* BRIEF: Please copy every line of the records below that holds the word "ServiceUnavailable".

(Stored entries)
BEGIN

//! Error types for the deepchat SDK.
//!
//! This module defines the error taxonomy for everything that can go wrong
//! when talking to the DeepSeek API: client-side timeouts, connection
//! failures, authentication rejections, and non-2xx responses.

use std::error;
use std::fmt;
use std::io;
use std::sync::Arc;

/// The main error type for the deepchat SDK.
#[derive(Clone, Debug)]
pub enum Error {
    /// The server responded with a non-2xx status not claimed by a more
    /// specific variant. The raw response body is carried in `body`.
    Api {
        /// HTTP status code.
        status_code: u16,
        /// Error type string from the API, when the body parses as JSON.
        error_type: Option<String>,
        /// Raw response body text.
        body: String,
    },

    /// The request was rejected with 401 Unauthorized.
    Authentication {
        /// Human-readable error message.
        message: String,
    },

    /// The request was rejected with 403 Forbidden.
    Permission {
        /// Human-readable error message.
        message: String,
    },

    /// Bad request due to invalid parameters (400).
    BadRequest {
        /// Human-readable error message.
        message: String,
        /// Parameter that caused the error, when the API names one.
        param: Option<String>,
    },

    /// Rate limit exceeded (429).
    RateLimit {
        /// Human-readable error message.
        message: String,
        /// Time to wait before retrying, in seconds.
        retry_after: Option<u64>,
    },

    /// No response arrived before the client-side deadline.
    Timeout {
        /// Human-readable error message.
        message: String,
        /// Duration of the timeout in seconds.
        duration: Option<f64>,
    },

    /// The request was cancelled by the caller before completion.
    Abort {
        /// Human-readable error message.
        message: String,
    },

    /// The connection could not be established or was reset.
    Connection {
        /// Human-readable error message.
        message: String,
        /// Underlying cause.
        source: Option<Arc<dyn error::Error + Send + Sync>>,
    },

    /// Server returned a 500 internal error.
    InternalServer {
        /// Human-readable error message.
        message: String,
    },

    /// Server is overloaded or unavailable (502-504).
    ServiceUnavailable {
        /// Human-readable error message.
        message: String,
        /// Time to wait before retrying, in seconds.
        retry_after: Option<u64>,
    },

    /// Error during JSON serialization or deserialization.
    Serialization {
        /// Human-readable error message.
        message: String,
        /// The underlying error.
        source: Option<Arc<dyn error::Error + Send + Sync>>,
    },

    /// I/O error.
    Io {
        /// Human-readable error message.
        message: String,
        /// The underlying error.
        source: Arc<io::Error>,
    },

    /// HTTP client error not attributable to the network or the server.
    HttpClient {
        /// Human-readable error message.
        message: String,
        /// The underlying error.
        source: Option<Arc<dyn error::Error + Send + Sync>>,
    },

    /// Error during validation of configuration or parameters.
    Validation {
        /// Human-readable error message.
        message: String,
        /// Parameter that failed validation.
        param: Option<String>,
    },

    /// A URL parsing or manipulation error.
    Url {
        /// Human-readable error message.
        message: String,
        /// The underlying error.
        source: Option<url::ParseError>,
    },
}

impl Error {
    /// Creates a new API error.
    pub fn api(status_code: u16, error_type: Option<String>, body: String) -> Self {
        Error::Api {
            status_code,
            error_type,
            body,
        }
    }

    /// Creates a new authentication error.
    pub fn authentication(message: impl Into<String>) -> Self {
        Error::Authentication {
            message: message.into(),
        }
    }

    /// Creates a new permission error.
    pub fn permission(message: impl Into<String>) -> Self {
        Error::Permission {
            message: message.into(),
        }
    }

    /// Creates a new bad request error.
    pub fn bad_request(message: impl Into<String>, param: Option<String>) -> Self {
        Error::BadRequest {
            message: message.into(),
            param,
        }
    }

    /// Creates a new rate limit error.
    pub fn rate_limit(message: impl Into<String>, retry_after: Option<u64>) -> Self {
        Error::RateLimit {
            message: message.into(),
            retry_after,
        }
    }

    /// Creates a new timeout error.
    pub fn timeout(message: impl Into<String>, duration: Option<f64>) -> Self {
        Error::Timeout {
            message: message.into(),
            duration,
        }
    }

    /// Creates a new abort error.
    pub fn abort(message: impl Into<String>) -> Self {
        Error::Abort {
            message: message.into(),
        }
    }

    /// Creates a new connection error.
    pub fn connection(
        message: impl Into<String>,
        source: Option<Box<dyn error::Error + Send + Sync>>,
    ) -> Self {
        Error::Connection {
            message: message.into(),
            source: source.map(Arc::from),
        }
    }

    /// Creates a new internal server error.
    pub fn internal_server(message: impl Into<String>) -> Self {
        Error::InternalServer {
            message: message.into(),
        }
    }

    /// Creates a new service unavailable error.
    pub fn service_unavailable(message: impl Into<String>, retry_after: Option<u64>) -> Self {
        Error::ServiceUnavailable {
            message: message.into(),
            retry_after,
        }
    }

    /// Creates a new serialization error.
    pub fn serialization(
        message: impl Into<String>,
        source: Option<Box<dyn error::Error + Send + Sync>>,
    ) -> Self {
        Error::Serialization {
            message: message.into(),
            source: source.map(Arc::from),
        }
    }

    /// Creates a new I/O error.
    pub fn io(message: impl Into<String>, source: io::Error) -> Self {
        Error::Io {
            message: message.into(),
            source: Arc::new(source),
        }
    }

    /// Creates a new HTTP client error.
    pub fn http_client(
        message: impl Into<String>,
        source: Option<Box<dyn error::Error + Send + Sync>>,
    ) -> Self {
        Error::HttpClient {
            message: message.into(),
            source: source.map(Arc::from),
        }
    }

    /// Creates a new validation error.
    pub fn validation(message: impl Into<String>, param: Option<String>) -> Self {
        Error::Validation {
            message: message.into(),
            param,
        }
    }

    /// Creates a new URL error.
    pub fn url(message: impl Into<String>, source: Option<url::ParseError>) -> Self {
        Error::Url {
            message: message.into(),
            source,
        }
    }

    /// Returns true if this error is a 401 or 403 rejection. Callers can use
    /// this to prompt for re-authentication instead of retrying blindly.
    pub fn is_auth(&self) -> bool {
        matches!(
            self,
            Error::Authentication { .. } | Error::Permission { .. }
        )
    }

    /// Returns true if this error is a timeout.
    pub fn is_timeout(&self) -> bool {
        matches!(self, Error::Timeout { .. })
    }

    /// Returns true if this error is an abort.
    pub fn is_abort(&self) -> bool {
        matches!(self, Error::Abort { .. })
    }

    /// Returns true if this error is a connection error.
    pub fn is_connection(&self) -> bool {
        matches!(self, Error::Connection { .. })
    }

    /// Returns true if this error is related to rate limiting.
    pub fn is_rate_limit(&self) -> bool {
        matches!(self, Error::RateLimit { .. })
    }

    /// Returns true if this error is a server-side failure.
    pub fn is_server_error(&self) -> bool {
        matches!(
            self,
            Error::InternalServer { .. } | Error::ServiceUnavailable { .. }
        )
    }

    /// Returns the status code associated with this error, if any.
    pub fn status_code(&self) -> Option<u16> {
        match self {
            Error::Api { status_code, .. } => Some(*status_code),
            Error::Authentication { .. } => Some(401),
            Error::Permission { .. } => Some(403),
            Error::BadRequest { .. } => Some(400),
            Error::RateLimit { .. } => Some(429),
            Error::InternalServer { .. } => Some(500),
            _ => None,
        }
    }
}

impl fmt::Display for Error {
    fn fmt(&self, f: &mut fmt::Formatter<'_>) -> fmt::Result {
        match self {
            Error::Api {
                status_code,
                error_type,
                body,
            } => {
                if let Some(error_type) = error_type {
                    write!(f, "API error {status_code} ({error_type}): {body}")
                } else {
                    write!(f, "API error {status_code}: {body}")
                }
            }
            Error::Authentication { message } => {
                write!(f, "Authentication error: {message}")
            }
            Error::Permission { message } => {
                write!(f, "Permission error: {message}")
            }
            Error::BadRequest { message, param } => {
                if let Some(param) = param {
                    write!(f, "Bad request: {message} (parameter: {param})")
                } else {
                    write!(f, "Bad request: {message}")
                }
            }
            Error::RateLimit {
                message,
                retry_after,
            } => {
                if let Some(retry_after) = retry_after {
                    write!(
                        f,
                        "Rate limit exceeded: {message} (retry after {retry_after} seconds)"
                    )
                } else {
                    write!(f, "Rate limit exceeded: {message}")
                }
            }
            Error::Timeout { message, duration } => {
                if let Some(duration) = duration {
                    write!(f, "Timeout error: {message} ({duration} seconds)")
                } else {
                    write!(f, "Timeout error: {message}")
                }
            }
            Error::Abort { message } => {
                write!(f, "Request aborted: {message}")
            }
            Error::Connection { message, .. } => {
                write!(f, "Connection error: {message}")
            }
            Error::InternalServer { message } => {
                write!(f, "Internal server error: {message}")
            }
            Error::ServiceUnavailable {
                message,
                retry_after,
            } => {
                if let Some(retry_after) = retry_after {
                    write!(
                        f,
                        "Service unavailable: {message} (retry after {retry_after} seconds)"
                    )
                } else {
                    write!(f, "Service unavailable: {message}")
                }
            }
            Error::Serialization { message, .. } => {
                write!(f, "Serialization error: {message}")
            }
            Error::Io { message, .. } => {
                write!(f, "I/O error: {message}")
            }
            Error::HttpClient { message, .. } => {
                write!(f, "HTTP client error: {message}")
            }
            Error::Validation { message, param } => {
                if let Some(param) = param {
                    write!(f, "Validation error: {message} (parameter: {param})")
                } else {
                    write!(f, "Validation error: {message}")
                }
            }
            Error::Url { message, .. } => {
                write!(f, "URL error: {message}")
            }
        }
    }
}

impl error::Error for Error {
    fn source(&self) -> Option<&(dyn error::Error + 'static)> {
        match self {
            Error::Connection { source, .. } => source
                .as_ref()
                .map(|e| e.as_ref() as &(dyn error::Error + 'static)),
            Error::Serialization { source, .. } => source
                .as_ref()
                .map(|e| e.as_ref() as &(dyn error::Error + 'static)),
            Error::Io { source, .. } => Some(source),
            Error::HttpClient { source, .. } => source
                .as_ref()
                .map(|e| e.as_ref() as &(dyn error::Error + 'static)),
            Error::Url { source, .. } => {
                source.as_ref().map(|e| e as &(dyn error::Error + 'static))
            }
            _ => None,
        }
    }
}

impl From<io::Error> for Error {
    fn from(err: io::Error) -> Self {
        Error::io(err.to_string(), err)
    }
}

impl From<serde_json::Error> for Error {
    fn from(err: serde_json::Error) -> Self {
        Error::serialization(format!("JSON error: {err}"), Some(Box::new(err)))
    }
}

impl From<url::ParseError> for Error {
    fn from(err: url::ParseError) -> Self {
        Error::url(format!("URL parse error: {err}"), Some(err))
    }
}

/// A specialized Result type for deepchat operations.
pub type Result<T> = std::result::Result<T, Error>;

#[cfg(test)]
mod tests {
    use super::*;

    #[test]
    fn auth_predicate_covers_401_and_403() {
        assert!(Error::authentication("bad key").is_auth());
        assert!(Error::permission("key lacks access").is_auth());
        assert!(!Error::api(404, None, "missing".to_string()).is_auth());
        assert!(!Error::timeout("deadline", Some(1.5)).is_auth());
    }

    #[test]
    fn rate_limit_predicate_covers_429_only() {
        let err = Error::rate_limit("slow down", Some(30));
        assert!(err.is_rate_limit());
        assert_eq!(err.status_code(), Some(429));
        assert!(!Error::api(500, None, "boom".to_string()).is_rate_limit());
        assert!(!Error::timeout("deadline", Some(1.5)).is_rate_limit());
    }

    #[test]
    fn status_codes() {
        assert_eq!(
            Error::api(502, None, "bad gateway".to_string()).status_code(),
            Some(502)
        );
        assert_eq!(Error::authentication("no").status_code(), Some(401));
        assert_eq!(Error::permission("no").status_code(), Some(403));
        assert_eq!(Error::timeout("deadline", None).status_code(), None);
    }

    #[test]
    fn display_includes_status_and_body() {
        let err = Error::api(
            418,
            Some("teapot".to_string()),
            "short and stout".to_string(),
        );
        let text = err.to_string();
        assert!(text.contains("418"));
        assert!(text.contains("teapot"));
        assert!(text.contains("short and stout"));
    }
}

END

* FINISHED TASK:
    ServiceUnavailable {
        Error::ServiceUnavailable {
            Error::InternalServer { .. } | Error::ServiceUnavailable { .. }
            Error::ServiceUnavailable {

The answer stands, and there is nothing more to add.